Minister Philippe Muyters: Mijnheer Keulen, u hebt voor 100 procent gelijk. Dat is ook wat ik zeg. We voeren twee fundamentele wijzigingen door. U hebt die ervaring toch ook gehad als minister, een fundamentele wetswijziging kan niet met één vingerknip. We hebben eerst een mentaliteitswijziging nodig ... binnen de administratie, tussen de verschillende partijen en binnen het parlement, om een rechtszeker kader te kunnen creëren. Daar heeft men tijd voor nodig....
De gouverneur inschakelen betekent niet dat alles wat nu op provinciaal niveau bestaat, moet blijven bestaan. Het gaat hier over iemand die optreedt in naam van de Vlaamse overheid. De gouverneur treedt op namens de Vlaamse overheid. Volgens ons kan hij een rol spelen in de projectvergadering, in afwachting van de fundamentele veranderingen. Die versnelling, ik ben er zeker van dat dat wel kan.
We creëren hier geen twee zaken. U zegt dat de projectvergadering niet werkt, maar dat klopt niet. De projectvergadering werkt als er beroep op gedaan wordt. Mijnheer Watteeuw, we willen een aantal dingen die hier en daar al bestaan, zoals de begeleiding vanuit de ambtenarij of de bemiddeling van de gouverneur, verder formaliseren, mogelijk maken en er meer aandacht op vestigen, zodat meer projecten er voordeel uit kunnen halen.
Dit willen we bereiken. In afwachting van een verdere mentaliteitswijziging willen we vanuit de ambtenarij klantvriendelijk en oplossingsgericht meedenken over projecten – niet automatisch over alle investeringen, niemand vraagt daarom. Ik ben ervan overtuigd dat de begeleiding vanuit het departement en het werken naar gelijklopende adviezen zullen leiden tot een versnelling.
Ivan Sabbe: Minister, ik begrijp niet dat u zegt dat u de zaken niet in een vingerknip kan veranderen. Als ik goed kan tellen, ben ik inmiddels 3,5 jaar lid van het Vlaams Parlement en bent u 3,5 jaar minister van Ruimtelijke Ordening. We spreken hier dus niet meer over een vingerknip....
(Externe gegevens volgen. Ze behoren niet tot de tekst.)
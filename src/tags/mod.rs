//! Tag filter: a pure evaluator deciding inclusion of an item by its tags.
//!
//! # Overview
//!
//! A filter is a list of [`TagExpression`]s; every expression must pass for
//! an item to be accepted. Supported forms:
//!
//! - `T` - tag must be present
//! - `-T` - tag must be absent
//! - `(A|B|...)` - at least one member present
//! - `-(A&B&...)` - rejected only if every member is present
//!
//! Any term may contain `*` wildcards. Terms and tags are compared after
//! [`normalize_tag`] (lowercase, spaces to underscores).
//!
//! # Example
//!
//! ```
//! use idfetch_core::tags::TagFilter;
//!
//! let filter = TagFilter::parse_all(["outdoor", "-(night&rain)"]).unwrap();
//! let tags = vec!["outdoor".to_string(), "night".to_string()];
//! assert!(!filter.is_filtered_out(&tags));
//! ```

mod error;
mod expression;

pub use error::TagExpressionError;
pub use expression::{TagExpression, TagPattern, normalize_tag};

/// Ordered list of expressions applied conjunctively.
#[derive(Debug, Clone, Default, PartialEq, Eq)]
pub struct TagFilter {
    expressions: Vec<TagExpression>,
}

impl TagFilter {
    /// Creates a filter from parsed expressions.
    #[must_use]
    pub fn new(expressions: Vec<TagExpression>) -> Self {
        Self { expressions }
    }

    /// Parses every expression string.
    ///
    /// # Errors
    ///
    /// Returns the first [`TagExpressionError`] encountered.
    pub fn parse_all<I, S>(raw: I) -> Result<Self, TagExpressionError>
    where
        I: IntoIterator<Item = S>,
        S: AsRef<str>,
    {
        let expressions = raw
            .into_iter()
            .map(|s| TagExpression::parse(s.as_ref()))
            .collect::<Result<Vec<_>, _>>()?;
        Ok(Self { expressions })
    }

    /// Returns the parsed expressions.
    #[must_use]
    pub fn expressions(&self) -> &[TagExpression] {
        &self.expressions
    }

    /// Returns true if the filter has no expressions.
    #[must_use]
    pub fn is_empty(&self) -> bool {
        self.expressions.is_empty()
    }

    /// Returns true if every expression passes for `tags`.
    #[must_use]
    pub fn matches(&self, tags: &[String]) -> bool {
        matches(tags, &self.expressions)
    }

    /// Returns true if the item must be rejected.
    #[must_use]
    pub fn is_filtered_out(&self, tags: &[String]) -> bool {
        is_filtered_out(tags, &self.expressions)
    }
}

/// Returns true if every expression passes for `tags`. An empty list matches.
#[must_use]
pub fn matches(tags: &[String], expressions: &[TagExpression]) -> bool {
    expressions.iter().all(|expr| expr.passes(tags))
}

/// Returns true if some expression fails for `tags`.
#[must_use]
pub fn is_filtered_out(tags: &[String], expressions: &[TagExpression]) -> bool {
    !matches(tags, expressions)
}
//! Tag dump: one line per accepted item, written once at the end of a run.
//!
//! Line format: `<prefix><id>: (<subfolder>) <tag> <tag> ...`

use std::io::{self, Write};
use std::path::{Path, PathBuf};

use tracing::info;

use crate::queue::{ItemId, ItemRecord};

/// Collected dump lines, kept sorted by id.
#[derive(Debug, Default, Clone)]
pub struct TagDump {
    prefix: String,
    entries: Vec<(ItemId, String)>,
}

impl TagDump {
    /// Creates an empty dump using `prefix` before each id.
    #[must_use]
    pub fn new(prefix: impl Into<String>) -> Self {
        Self {
            prefix: prefix.into(),
            entries: Vec::new(),
        }
    }

    /// Appends an item if it passed classification (has a filename).
    pub fn append(&mut self, item: &ItemRecord) {
        if item.filename.is_none() {
            return;
        }
        let line = format!(
            "{}: ({}) {}",
            item.label(&self.prefix),
            item.subfolder,
            item.tags.join(" ")
        );
        let at = self.entries.partition_point(|(id, _)| *id < item.id);
        self.entries.insert(at, (item.id, line.trim_end().to_string()));
    }

    /// Appends every item in `items`.
    pub fn extend<'a>(&mut self, items: impl IntoIterator<Item = &'a ItemRecord>) {
        for item in items {
            self.append(item);
        }
    }

    /// Number of lines.
    #[must_use]
    pub fn len(&self) -> usize {
        self.entries.len()
    }

    /// Returns true if nothing was appended.
    #[must_use]
    pub fn is_empty(&self) -> bool {
        self.entries.is_empty()
    }

    /// Writes all lines to `out`.
    ///
    /// # Errors
    ///
    /// Propagates write errors.
    pub fn write_to<W: Write>(&self, out: &mut W) -> io::Result<()> {
        for (_, line) in &self.entries {
            writeln!(out, "{line}")?;
        }
        out.flush()
    }

    /// Default file name: `<prefix>!tags_<first>-<last>.txt`.
    #[must_use]
    pub fn file_name(&self) -> Option<String> {
        let first = self.entries.first()?.0;
        let last = self.entries.last()?.0;
        Some(format!("{}!tags_{first}-{last}.txt", self.prefix))
    }

    /// Writes the dump into `dir`, returning the file path.
    ///
    /// Does nothing for an empty dump.
    ///
    /// # Errors
    ///
    /// Propagates file creation and write errors.
    pub fn save(&self, dir: &Path) -> io::Result<Option<PathBuf>> {
        let Some(name) = self.file_name() else {
            return Ok(None);
        };
        std::fs::create_dir_all(dir)?;
        let path = dir.join(name);
        let mut file = io::BufWriter::new(std::fs::File::create(&path)?);
        self.write_to(&mut file)?;
        info!(path = %path.display(), lines = self.len(), "tags saved");
        Ok(Some(path))
    }
}

#[cfg(test)]
#[allow(clippy::unwrap_used)]
mod tests {
    use super::*;

    fn item(id: ItemId, subfolder: &str, tags: &[&str]) -> ItemRecord {
        let mut item = ItemRecord::new(id, "360p");
        item.subfolder = subfolder.to_string();
        item.set_tags(tags.iter().map(ToString::to_string));
        item.filename = Some(format!("id_{id}.mp4"));
        item
    }

    #[test]
    fn test_lines_sorted_by_id() {
        let mut dump = TagDump::new("id_");
        dump.append(&item(9, "a", &["z", "b"]));
        dump.append(&item(3, "", &["x"]));

        let mut out = Vec::new();
        dump.write_to(&mut out).unwrap();
        assert_eq!(
            String::from_utf8(out).unwrap(),
            "id_3: () x\nid_9: (a) b z\n"
        );
        assert_eq!(dump.file_name().as_deref(), Some("id_!tags_3-9.txt"));
    }

    #[test]
    fn test_unclassified_items_skipped() {
        let mut dump = TagDump::new("id_");
        dump.append(&ItemRecord::new(1, "360p"));
        assert!(dump.is_empty());
        assert!(dump.file_name().is_none());
    }

    #[test]
    fn test_save_writes_file() {
        let dir = tempfile::tempdir().unwrap();
        let mut dump = TagDump::new("id_");
        dump.extend([&item(1, "", &["t"])]);
        let path = dump.save(dir.path()).unwrap().unwrap();
        assert_eq!(std::fs::read_to_string(path).unwrap(), "id_1: () t\n");
    }
}
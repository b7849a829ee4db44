//! CLI argument definitions using clap derive macros.

use std::path::PathBuf;

use clap::{Parser, ValueEnum};

use idfetch_core::download::{DEFAULT_CONCURRENCY, DEFAULT_QUALITY, DEFAULT_QUEUE_CAPACITY};
use idfetch_core::{ConfigInput, DownloadMode, UntaggedPolicy};

/// Fetch, classify and store remote items by id.
///
/// Items are resolved through a metadata endpoint, filtered by tags, score
/// and an optional routing scenario, and transferred with resume and retry.
#[derive(Parser, Debug)]
#[command(name = "idfetch")]
#[command(author, version, about)]
pub struct Args {
    /// First id to fetch (inclusive)
    #[arg(short = 's', long)]
    pub start: Option<u64>,

    /// Last id to fetch (inclusive)
    #[arg(short = 'e', long)]
    pub end: Option<u64>,

    /// Explicit id sequence, e.g. 5,9,12 (excludes --start/--end)
    #[arg(long, value_delimiter = ',')]
    pub ids: Vec<u64>,

    /// Destination folder
    #[arg(short = 'p', long, default_value = ".")]
    pub path: PathBuf,

    /// Metadata endpoint URL template containing {id}
    #[arg(long, env = "IDFETCH_ENDPOINT")]
    pub endpoint: String,

    /// Preferred quality; the best available one is used if missing
    #[arg(short = 'q', long, default_value = DEFAULT_QUALITY)]
    pub quality: String,

    /// Proxy, e.g. http://127.0.0.1:8080 or socks5://127.0.0.1:1080
    #[arg(long)]
    pub proxy: Option<String>,

    /// Untagged item policy
    #[arg(long = "untagged-policy", value_enum, default_value_t = UtpArg::Nofilters)]
    pub untagged_policy: UtpArg,

    /// Routing scenario: "sub1: tags -quality 720p; sub2: -utp always"
    #[arg(long)]
    pub scenario: Option<String>,

    /// Minimum score (unknown score always passes)
    #[arg(long)]
    pub min_score: Option<i64>,

    /// Minimum rating in percent (unknown rating always passes)
    #[arg(long, value_parser = clap::value_parser!(u8).range(0..=100))]
    pub min_rating: Option<u8>,

    /// Filename segments: none|prefix|score|title|tags|quality|full joined by '|', or an integer
    #[arg(long, default_value = "full")]
    pub naming: String,

    /// File creation mode
    #[arg(long = "mode", value_enum, default_value_t = ModeArg::Full)]
    pub mode: ModeArg,

    /// Resume unfinished files and rename similar ones instead of skipping
    #[arg(long = "continue")]
    pub continue_mode: bool,

    /// Never delete unfinished files (on failure or interrupt)
    #[arg(long)]
    pub keep_unfinished: bool,

    /// Save tags of accepted items to a text file at the end
    #[arg(long)]
    pub dump_tags: bool,

    /// Transfer timeout in seconds
    #[arg(long, default_value_t = idfetch_core::download::TRANSFER_TIMEOUT_SECS)]
    pub timeout: u64,

    /// Speed threshold in KB/s below which a transfer is dropped and retried (0 disables)
    #[arg(long, default_value_t = 0)]
    pub throttle: u64,

    /// Maximum concurrent transfers (1-100)
    #[arg(short = 'c', long, default_value_t = DEFAULT_CONCURRENCY)]
    pub concurrency: usize,

    /// Prepared job queue capacity (1-100)
    #[arg(long, default_value_t = DEFAULT_QUEUE_CAPACITY)]
    pub queue_size: usize,

    /// Log verbosity
    #[arg(long = "log-level", value_enum, default_value_t = LogLevel::Info)]
    pub log_level: LogLevel,

    /// Tag filter expressions: tag, -tag, (a|b), -(a&b); '*' wildcards allowed
    #[arg(trailing_var_arg = true, allow_hyphen_values = true)]
    pub extra_tags: Vec<String>,
}

/// Logging verbosity.
#[derive(Debug, Clone, Copy, PartialEq, Eq, ValueEnum)]
pub enum LogLevel {
    Error,
    Warn,
    Info,
    Debug,
    Trace,
}

impl LogLevel {
    /// Returns the `EnvFilter` directive.
    pub fn as_filter(self) -> &'static str {
        match self {
            Self::Error => "error",
            Self::Warn => "warn",
            Self::Info => "info",
            Self::Debug => "debug",
            Self::Trace => "trace",
        }
    }
}

/// Download mode argument.
#[derive(Debug, Clone, Copy, PartialEq, Eq, ValueEnum)]
pub enum ModeArg {
    Full,
    Touch,
    Skip,
}

impl From<ModeArg> for DownloadMode {
    fn from(mode: ModeArg) -> Self {
        match mode {
            ModeArg::Full => Self::Full,
            ModeArg::Touch => Self::Touch,
            ModeArg::Skip => Self::Skip,
        }
    }
}

/// Untagged policy argument.
#[derive(Debug, Clone, Copy, PartialEq, Eq, ValueEnum)]
pub enum UtpArg {
    Nofilters,
    Always,
}

impl From<UtpArg> for UntaggedPolicy {
    fn from(policy: UtpArg) -> Self {
        match policy {
            UtpArg::Nofilters => Self::NoFilters,
            UtpArg::Always => Self::Always,
        }
    }
}

impl Args {
    /// Converts parsed arguments into unvalidated configuration input.
    pub fn into_config_input(self) -> ConfigInput {
        ConfigInput {
            ids: self.ids,
            start: self.start,
            end: self.end,
            path: self.path,
            quality: self.quality,
            proxy: self.proxy,
            extra_tags: self.extra_tags,
            untagged_policy: self.untagged_policy.into(),
            scenario: self.scenario,
            min_score: self.min_score,
            min_rating: self.min_rating,
            naming: self.naming,
            mode: self.mode.into(),
            continue_mode: self.continue_mode,
            keep_unfinished: self.keep_unfinished,
            dump_tags: self.dump_tags,
            timeout_secs: self.timeout,
            throttle_kbps: self.throttle,
            concurrency: self.concurrency,
            queue_capacity: self.queue_size,
            endpoint: self.endpoint,
        }
    }
}
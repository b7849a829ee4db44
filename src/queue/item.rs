//! Per-item record, lifecycle states and outcome taxonomy.

use std::fmt;
use std::path::{Path, PathBuf};

use tracing::warn;

/// Remote item identifier, unique within a run.
pub type ItemId = u64;

/// Coarse lifecycle state of an item.
///
/// States only move forward, with two exceptions: retries loop
/// `Writing -> Downloading`, and `Failed` is reachable from `Active`,
/// `Downloading` and `Writing`.
#[derive(Debug, Clone, Copy, PartialEq, Eq, PartialOrd, Ord)]
pub enum ItemState {
    /// Created at backlog construction.
    New,
    /// Metadata resolution in progress.
    Scanning,
    /// Metadata resolved and classified; destination and filename known.
    Scanned,
    /// Owned by a worker, transfer not yet started.
    Active,
    /// Transfer request in progress (or waiting to retry).
    Downloading,
    /// Payload is being written to disk.
    Writing,
    /// Terminal: finished without failure.
    Done,
    /// Terminal: transfer failed.
    Failed,
}

impl ItemState {
    /// Returns the lowercase label used in log output.
    #[must_use]
    pub fn as_str(&self) -> &'static str {
        match self {
            Self::New => "new",
            Self::Scanning => "scanning",
            Self::Scanned => "scanned",
            Self::Active => "active",
            Self::Downloading => "downloading",
            Self::Writing => "writing",
            Self::Done => "done",
            Self::Failed => "failed",
        }
    }

    /// Returns true if moving from `self` to `next` keeps the lifecycle invariants.
    #[must_use]
    pub fn can_transition_to(self, next: Self) -> bool {
        match (self, next) {
            (Self::Done | Self::Failed, _) => false,
            (Self::Active | Self::Downloading | Self::Writing, Self::Failed) => true,
            (_, Self::Failed) => false,
            (Self::Writing, Self::Downloading) => true,
            (current, next) => next > current,
        }
    }
}

impl fmt::Display for ItemState {
    fn fmt(&self, f: &mut fmt::Formatter<'_>) -> fmt::Result {
        write!(f, "{}", self.as_str())
    }
}

/// Independent boolean facts about an item, combinable with any state.
#[derive(Debug, Clone, Copy, Default, PartialEq, Eq)]
pub struct ItemFlags(u8);

impl ItemFlags {
    /// This run created the destination file from nothing.
    pub const FILE_WAS_CREATED: Self = Self(0x01);
    /// A file with the exact destination name already existed.
    pub const ALREADY_EXISTED_EXACT: Self = Self(0x02);
    /// A file with the same id and quality but another name already existed.
    pub const ALREADY_EXISTED_SIMILAR: Self = Self(0x04);

    /// Returns true if every bit of `other` is set.
    #[must_use]
    pub fn contains(self, other: Self) -> bool {
        self.0 & other.0 == other.0
    }

    /// Sets every bit of `other`.
    pub fn insert(&mut self, other: Self) {
        self.0 |= other.0;
    }

    /// Returns true if no flag is set.
    #[must_use]
    pub fn is_empty(self) -> bool {
        self.0 == 0
    }
}

/// Final per-item result of a run.
///
/// Only [`ItemOutcome::RetriesExhausted`] and [`ItemOutcome::Failed`] count as
/// failures; everything else is an expected outcome.
#[derive(Debug, Clone, PartialEq, Eq)]
pub enum ItemOutcome {
    /// Payload transferred (or placeholder touched) and verified.
    Completed,
    /// A matching file was already present; nothing was transferred.
    AlreadyExists,
    /// Excluded by tag, score or scenario rules.
    FilteredOut,
    /// Intentionally not transferred (skip mode, or payload unavailable with a reason).
    Skipped,
    /// The item does not exist remotely.
    NotFound,
    /// Retry budget exhausted during resolution or transfer.
    RetriesExhausted,
    /// Unrecoverable local error (e.g. destination folder cannot be created).
    Failed {
        /// Human-readable cause.
        reason: String,
    },
}

impl ItemOutcome {
    /// Returns true if the outcome belongs in the failed-items report.
    #[must_use]
    pub fn is_failure(&self) -> bool {
        matches!(self, Self::RetriesExhausted | Self::Failed { .. })
    }

    /// Returns the snake-case label used in log output.
    #[must_use]
    pub fn as_str(&self) -> &'static str {
        match self {
            Self::Completed => "completed",
            Self::AlreadyExists => "already_exists",
            Self::FilteredOut => "filtered_out",
            Self::Skipped => "skipped",
            Self::NotFound => "not_found",
            Self::RetriesExhausted => "retries_exhausted",
            Self::Failed { .. } => "failed",
        }
    }
}

impl fmt::Display for ItemOutcome {
    fn fmt(&self, f: &mut fmt::Formatter<'_>) -> fmt::Result {
        match self {
            Self::Failed { reason } => write!(f, "failed ({reason})"),
            other => write!(f, "{}", other.as_str()),
        }
    }
}

/// Mutable state of one item.
///
/// A record is owned by exactly one component at a time: the backlog, then the
/// worker that dequeued it, then the run report. Ownership moves with the value.
#[derive(Debug, Clone)]
pub struct ItemRecord {
    /// Remote identifier.
    pub id: ItemId,
    /// Title as resolved (may be empty).
    pub title: String,
    /// Selected encoding tier (e.g. `720p`).
    pub quality: String,
    /// Destination partition relative to the base path (may be empty).
    pub subfolder: String,
    /// Normalized tags, sorted and deduplicated.
    pub tags: Vec<String>,
    /// False when tag extraction failed entirely (distinct from zero tags).
    pub tags_extracted: bool,
    /// Score, when known.
    pub score: Option<i64>,
    /// Rating percentage, when known.
    pub rating: Option<u8>,
    /// Resolved transfer URL.
    pub link: Option<String>,
    /// Destination filename, computed once after classification.
    pub filename: Option<String>,
    /// Expected final size of the current transfer attempt in bytes.
    pub expected_size: u64,
    state: ItemState,
    flags: ItemFlags,
    outcome: Option<ItemOutcome>,
}

impl ItemRecord {
    /// Creates a record in the `New` state with the requested quality.
    #[must_use]
    pub fn new(id: ItemId, quality: impl Into<String>) -> Self {
        Self {
            id,
            title: String::new(),
            quality: quality.into(),
            subfolder: String::new(),
            tags: Vec::new(),
            tags_extracted: false,
            score: None,
            rating: None,
            link: None,
            filename: None,
            expected_size: 0,
            state: ItemState::New,
            flags: ItemFlags::default(),
            outcome: None,
        }
    }

    /// Returns the current lifecycle state.
    #[must_use]
    pub fn state(&self) -> ItemState {
        self.state
    }

    /// Moves the record to `next`, refusing transitions that break the lifecycle.
    ///
    /// Re-entering the current state is a no-op. Returns false (and leaves the
    /// state untouched) when the transition is not allowed.
    pub fn set_state(&mut self, next: ItemState) -> bool {
        if self.state == next {
            return true;
        }
        if !self.state.can_transition_to(next) {
            warn!(
                item_id = self.id,
                from = %self.state,
                to = %next,
                "rejected item state transition"
            );
            return false;
        }
        self.state = next;
        true
    }

    /// Returns the flag set.
    #[must_use]
    pub fn flags(&self) -> ItemFlags {
        self.flags
    }

    /// Returns true if `flag` is set.
    #[must_use]
    pub fn has_flag(&self, flag: ItemFlags) -> bool {
        self.flags.contains(flag)
    }

    /// Sets `flag`.
    pub fn set_flag(&mut self, flag: ItemFlags) {
        self.flags.insert(flag);
    }

    /// Returns the recorded outcome, if the item has finished.
    #[must_use]
    pub fn outcome(&self) -> Option<&ItemOutcome> {
        self.outcome.as_ref()
    }

    /// Records the final outcome.
    pub fn set_outcome(&mut self, outcome: ItemOutcome) {
        self.outcome = Some(outcome);
    }

    /// Replaces the tag list with a sorted, deduplicated copy.
    pub fn set_tags(&mut self, tags: impl IntoIterator<Item = String>) {
        let mut tags: Vec<String> = tags.into_iter().collect();
        tags.sort();
        tags.dedup();
        self.tags = tags;
    }

    /// Destination folder: `<base>/<subfolder>`.
    #[must_use]
    pub fn folder(&self, base: &Path) -> PathBuf {
        if self.subfolder.is_empty() {
            base.to_path_buf()
        } else {
            base.join(&self.subfolder)
        }
    }

    /// Full destination path, once the filename is known.
    #[must_use]
    pub fn full_path(&self, base: &Path) -> Option<PathBuf> {
        self.filename
            .as_ref()
            .map(|filename| self.folder(base).join(filename))
    }

    /// Short label used in log messages (`<prefix><id>`).
    #[must_use]
    pub fn label(&self, prefix: &str) -> String {
        format!("{prefix}{}", self.id)
    }
}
Ik zal collega Bart Martens, van de meerderheid, letterlijk citeren. Op 7 november heeft hij in deze plenaire vergadering gezegd: “We hebben hier een hele reeks aanbevelingen gedaan met de commissie-Sauwens ‘Versnelling maatschappelijk belangrijke investeringsprojecten’ en de waarheid gebiedt ons te zeggen dat heel veel van die aanbevelingen nog niet zijn uitgevoerd.”
En dat na 3,5 jaar. Dank u. Nul op tien.
Voetnoot
Projectvergadering: een bijeenkomst over een project met het bevoegde vergunningverlenende orgaan en de adviesverlenende instanties. Nadere bepaling in de Codex Ruimtelijke Ordening:
Art. 5.3.2. §1. Personen die instaan voor de ontwikkeling en verwezenlijking van belangrijke bouw- of verkavelingsprojecten kunnen, eens een realistische projectstudie voorhanden is, verzoeken om een projectvergadering met het bevoegde vergunningverlenende bestuursorgaan en de adviesverlenende instanties, aangewezen krachtens artikel 4.7.16, §1, eerste lid, respectievelijk artikel 4.7.26, §4, 2°.
Indien de vergunningsaanvraag ingediend zal worden bij het college van burgemeester en schepenen van een niet-ontvoogde gemeente, wordt ook de gewestelijke stedenbouwkundige ambtenaar bij de projectvergadering betrokken. De projectvergadering beoogt de procedurele afstemming tussen de betrokken organen en instanties, de bespreking van de eventueel nodig of nuttig geachte projectbijsturingen en de eventuele toepassing van artikel 5.3.1.
In het geval het project zal leiden tot een aanvraag voor zowel een stedenbouwkundige vergunning als een milieuvergunning, dan worden bij de projectvergadering tevens volgende instanties betrokken:
1° het bestuursorgaan dat bevoegd is voor het verlenen van de milieuvergunning;
2° de in het kader van de milieuvergunningsaanvraag adviesverlenende instanties.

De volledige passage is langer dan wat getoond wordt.